We all knew what we wanted to be what we grew up when we were six. Adults always asked us that question. First, I wanted to be a cat. Then, I wanted to be a veterinarian, because if I couldn’t be a cat, then at least I could work with cats all day. After that, I wanted to be a movie star. A childhood of laziness crushed that dream, but that’s beside the point.
The point is, it was so much easier to decide what you wanted to do with your life when you had absolutely no concept of how difficult it is to actually be an adult in this day and age. Now that I’m hitting senior status next semester with a major change and no internships to brag about, I’m here to say that I have absolutely no idea what I’m doing with my life.
I wish I could say “that’s okay,” but let’s be real: we live in a society that expects you to know what you want to do upon high school graduation and graduate from a university in four years. If you can do that, you’re hot stuff. So I can’t confidently say that it’s okay, but…maybe it is okay.
When I transferred to my university, I had a plan.
I mean, I had to have a plan. I was moving three hours away from the town I had lived my entire life, and I was convinced that I was meant to major in publishing studies and be an editor. Two semesters into my college experience, I couldn’t have been more wrong.
I was ready to force myself into more “practical” skills like copyediting and publishing production because I’ve been told over and over again that I have no chance of getting a “creative job” because A) I haven’t been doing creative extracurriculars my whole life and B) when you want a creative job, it’s “about who you know, not what you know.” After a long contemplation, I decided that if something was going to prevent me from getting a “real job,” I’d rather it be because I received stellar grades in something “artsy,” not because I received crappy grades in something “practical.”
This brought about the major change.
I went from “publishing” to “general English.” You couldn’t make a degree sound vaguer if you tried, but I knew it was the right thing to do for me. My skills aren’t practical, and I’m still learning to accept that society is probably not going to see me as worthy for this reason. I’m not good at math. I’m not good at science. Sometimes I’m not even that great at simple copyediting tasks.

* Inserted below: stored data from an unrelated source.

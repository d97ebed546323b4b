use crate::state::{BattleMode, OrgId, TilePos, ViewPersistence};

/// Turn ownership, idle counters and the tick clock.
pub trait TurnOracle {
    fn mode(&self) -> BattleMode;

    /// Organisation controlled by the local player.
    fn current_player(&self) -> OrgId;

    /// Organisation whose turn it currently is.
    fn active_org(&self) -> OrgId;

    fn turn(&self) -> u32;

    fn org_name(&self, org: OrgId) -> String;

    /// Set once the active side is done and the turn may pass.
    fn turn_end_allowed(&self) -> bool;

    fn set_turn_end_allowed(&mut self, allowed: bool);

    /// Any interrupt queued or resolving.
    fn interrupts_pending(&self) -> bool;

    /// Ticks since any unit last performed an action.
    fn ticks_without_action(&self) -> u64;

    /// Ticks since `org` last saw an action happen.
    fn ticks_without_seen_action(&self, org: OrgId) -> u64;

    fn last_seen_action_location(&self, org: OrgId) -> Option<TilePos>;

    /// Resets the idle counter as if an action had been performed.
    fn notify_action(&mut self);

    fn game_ticks(&self) -> u64;

    /// Advances the battle by one tick.
    fn step(&mut self);

    fn saved_view(&self) -> ViewPersistence;

    fn store_view(&mut self, view: ViewPersistence);
}
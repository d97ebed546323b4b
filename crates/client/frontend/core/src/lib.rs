//! Tactical battle view: player input, interaction modes and widget overlays.
//!
//! Houses the interaction state machine, order dispatch, preview throttling,
//! turn synchronisation and overlay compositing. Everything runs on the frame
//! loop of the host; the simulation is reached only through the
//! [`battle_core::Simulation`] traits.
pub mod camera;
pub mod click;
pub mod config;
pub mod controls;
pub mod error;
pub mod input;
pub mod message;
pub mod mode;
pub mod orders;
pub mod overlay;
pub mod posture;
pub mod preview;
pub mod priming;
pub mod selection;
pub mod turn;
pub mod view;

pub use camera::{Camera, LayerDrawing, SpeedControl, UpdateSpeed};
pub use click::{ClickAction, ClickContext, ClickTargets, resolve_click};
pub use config::{DelayConfig, MessageConfig, PreviewConfig, TurnConfig, ViewConfig};
pub use controls::{ControlEvent, ControlId, ControlTable, ViewCommand};
pub use error::{PreviewError, ViewError};
pub use input::{GameNotice, ModifierKeys, ViewEvent};
pub use message::{MessageEntry, MessageLog};
pub use mode::{CursorGlyph, InteractionMode, InteractionState, ModeEvent, ModeIntent, Transition};
pub use orders::{OrderOutcome, Orders};
pub use overlay::OverlayCompositor;
pub use posture::{PostureCommand, SoldierButtons, ThrowButtons, TriState};
pub use preview::{AttackCost, PathCost, PreviewCache};
pub use priming::PrimingPanel;
pub use selection::{MAX_SELECTION, SelectFlags, SelectionSet};
pub use turn::{Cutaway, TurnPhase, TurnSignal, TurnSynchronizer};
pub use view::{ActivePanel, BattleFrame, BattleView, RenderPlan, ViewIntent};
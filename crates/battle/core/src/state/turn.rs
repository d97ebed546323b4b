use super::position::TilePos;

/// Simulation ticks per in-game second.
pub const TICKS_PER_SECOND: u64 = 60;

/// Simulation ticks a turn lasts for timed fuses in turn-based battles.
pub const TICKS_PER_TURN: u64 = TICKS_PER_SECOND * 4;

#[derive(Clone, Copy, Debug, Default, PartialEq, Eq, Hash, strum::Display)]
#[strum(serialize_all = "snake_case")]
#[cfg_attr(feature = "serde", derive(serde::Serialize, serde::Deserialize))]
pub enum BattleMode {
    #[default]
    RealTime,
    TurnBased,
}

impl BattleMode {
    pub const fn is_turn_based(self) -> bool {
        matches!(self, Self::TurnBased)
    }
}

/// Diplomatic stance of one organisation towards another.
#[derive(Clone, Copy, Debug, Default, PartialEq, Eq, Hash, strum::Display)]
#[strum(serialize_all = "snake_case")]
#[cfg_attr(feature = "serde", derive(serde::Serialize, serde::Deserialize))]
pub enum Relation {
    Allied,
    Friendly,
    #[default]
    Neutral,
    Unfriendly,
    Hostile,
}

/// View fields stored inside the battle save data.
#[derive(Clone, Copy, Debug, Default, PartialEq, Eq)]
#[cfg_attr(feature = "serde", derive(serde::Serialize, serde::Deserialize))]
pub struct ViewPersistence {
    pub screen_center: TilePos,
    pub group_move: bool,
}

But hand me a book for middle schoolers and I’ll give you a full analysis with a thesis statement and cited sources. Give me a film project assignment and I’ll draft a decent screenplay within a few hours. Let me write short stories for my honors projects, and you’ll be amazed at how much I know. I’m good at English. I’m good at creative writing, at analyzing children’s literature, at understanding Shakespeare. And no, I don’t plan on “teaching high school” with that degree. You literally can’t teach anything below college level without an education degree.
The truth is, I have no idea what I want to do with my degree.
I’m only six classes away from graduating, and I’m drawing blanks as to what I can do with a general English degree and a film studies minor without “the right connections” or millions of years of experience in creative fields. And maybe that’s okay. My success is not determined by my ability to have a career figured out fresh out of college.